=== Saved data entries ===
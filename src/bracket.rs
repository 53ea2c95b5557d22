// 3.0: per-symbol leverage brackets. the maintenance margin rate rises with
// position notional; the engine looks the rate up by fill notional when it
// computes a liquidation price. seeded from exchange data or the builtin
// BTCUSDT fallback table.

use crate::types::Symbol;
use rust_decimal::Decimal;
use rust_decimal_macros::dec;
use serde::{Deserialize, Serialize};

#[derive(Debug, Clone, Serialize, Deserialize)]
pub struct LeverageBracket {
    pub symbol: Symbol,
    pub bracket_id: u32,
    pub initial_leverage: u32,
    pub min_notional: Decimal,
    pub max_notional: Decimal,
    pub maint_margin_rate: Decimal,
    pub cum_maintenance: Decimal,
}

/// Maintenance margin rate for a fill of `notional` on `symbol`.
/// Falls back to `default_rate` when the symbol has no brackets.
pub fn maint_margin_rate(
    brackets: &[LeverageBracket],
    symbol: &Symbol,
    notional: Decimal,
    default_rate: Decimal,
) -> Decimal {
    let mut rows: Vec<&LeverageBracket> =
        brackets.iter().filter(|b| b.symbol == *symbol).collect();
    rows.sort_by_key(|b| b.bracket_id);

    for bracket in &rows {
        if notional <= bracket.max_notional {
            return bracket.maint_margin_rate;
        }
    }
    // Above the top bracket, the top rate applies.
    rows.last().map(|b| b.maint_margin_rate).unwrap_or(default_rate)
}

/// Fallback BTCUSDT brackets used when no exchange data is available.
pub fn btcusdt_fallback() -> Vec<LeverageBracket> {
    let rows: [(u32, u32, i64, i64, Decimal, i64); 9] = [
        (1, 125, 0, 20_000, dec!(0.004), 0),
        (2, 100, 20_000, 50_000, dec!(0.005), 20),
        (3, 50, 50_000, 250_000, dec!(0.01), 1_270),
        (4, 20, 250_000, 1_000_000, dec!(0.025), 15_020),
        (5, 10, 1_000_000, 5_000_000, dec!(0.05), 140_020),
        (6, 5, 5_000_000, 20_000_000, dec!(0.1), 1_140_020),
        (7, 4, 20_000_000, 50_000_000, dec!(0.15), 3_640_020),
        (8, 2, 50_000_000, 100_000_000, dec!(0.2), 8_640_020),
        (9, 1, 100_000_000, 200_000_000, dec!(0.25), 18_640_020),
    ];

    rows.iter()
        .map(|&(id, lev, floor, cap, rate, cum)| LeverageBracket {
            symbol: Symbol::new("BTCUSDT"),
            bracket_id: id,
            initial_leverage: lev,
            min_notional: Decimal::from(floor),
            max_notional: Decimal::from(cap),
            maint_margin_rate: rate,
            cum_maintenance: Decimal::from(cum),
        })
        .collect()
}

=== Required action ===
Each entry shown above should be transcribed exactly as written.

=== Response for this exercise ===
filename src/bracket.rs
repository 53ea2c95b5557d22
// 3.0: per-symbol leverage brackets. the maintenance margin rate rises with
// position notional; the engine looks the rate up by fill notional when it
// computes a liquidation price. seeded from exchange data or the builtin
// BTCUSDT fallback table.

use crate::types::Symbol;
use rust_decimal::Decimal;
use rust_decimal_macros::dec;
use serde::{Deserialize, Serialize};

#[derive(Debug, Clone, Serialize, Deserialize)]
pub struct LeverageBracket {
    pub symbol: Symbol,
    pub bracket_id: u32,
    pub initial_leverage: u32,
    pub min_notional: Decimal,
    pub max_notional: Decimal,
    pub maint_margin_rate: Decimal,
    pub cum_maintenance: Decimal,
}

/// Maintenance margin rate for a fill of `notional` on `symbol`.
/// Falls back to `default_rate` when the symbol has no brackets.
pub fn maint_margin_rate(
    brackets: &[LeverageBracket],
    symbol: &Symbol,
    notional: Decimal,
    default_rate: Decimal,
) -> Decimal {
    let mut rows: Vec<&LeverageBracket> =
        brackets.iter().filter(|b| b.symbol == *symbol).collect();
    rows.sort_by_key(|b| b.bracket_id);

    for bracket in &rows {
        if notional <= bracket.max_notional {
            return bracket.maint_margin_rate;
        }
    }
    // Above the top bracket, the top rate applies.
    rows.last().map(|b| b.maint_margin_rate).unwrap_or(default_rate)
}

/// Fallback BTCUSDT brackets used when no exchange data is available.
pub fn btcusdt_fallback() -> Vec<LeverageBracket> {
    let rows: [(u32, u32, i64, i64, Decimal, i64); 9] = [
        (1, 125, 0, 20_000, dec!(0.004), 0),
        (2, 100, 20_000, 50_000, dec!(0.005), 20),
        (3, 50, 50_000, 250_000, dec!(0.01), 1_270),
        (4, 20, 250_000, 1_000_000, dec!(0.025), 15_020),
        (5, 10, 1_000_000, 5_000_000, dec!(0.05), 140_020),
        (6, 5, 5_000_000, 20_000_000, dec!(0.1), 1_140_020),
        (7, 4, 20_000_000, 50_000_000, dec!(0.15), 3_640_020),
        (8, 2, 50_000_000, 100_000_000, dec!(0.2), 8_640_020),
        (9, 1, 100_000_000, 200_000_000, dec!(0.25), 18_640_020),
    ];

    rows.iter()
        .map(|&(id, lev, floor, cap, rate, cum)| LeverageBracket {
            symbol: Symbol::new("BTCUSDT"),
            bracket_id: id,
            initial_leverage: lev,
            min_notional: Decimal::from(floor),
            max_notional: Decimal::from(cap),
            maint_margin_rate: rate,
            cum_maintenance: Decimal::from(cum),
        })
        .collect()
}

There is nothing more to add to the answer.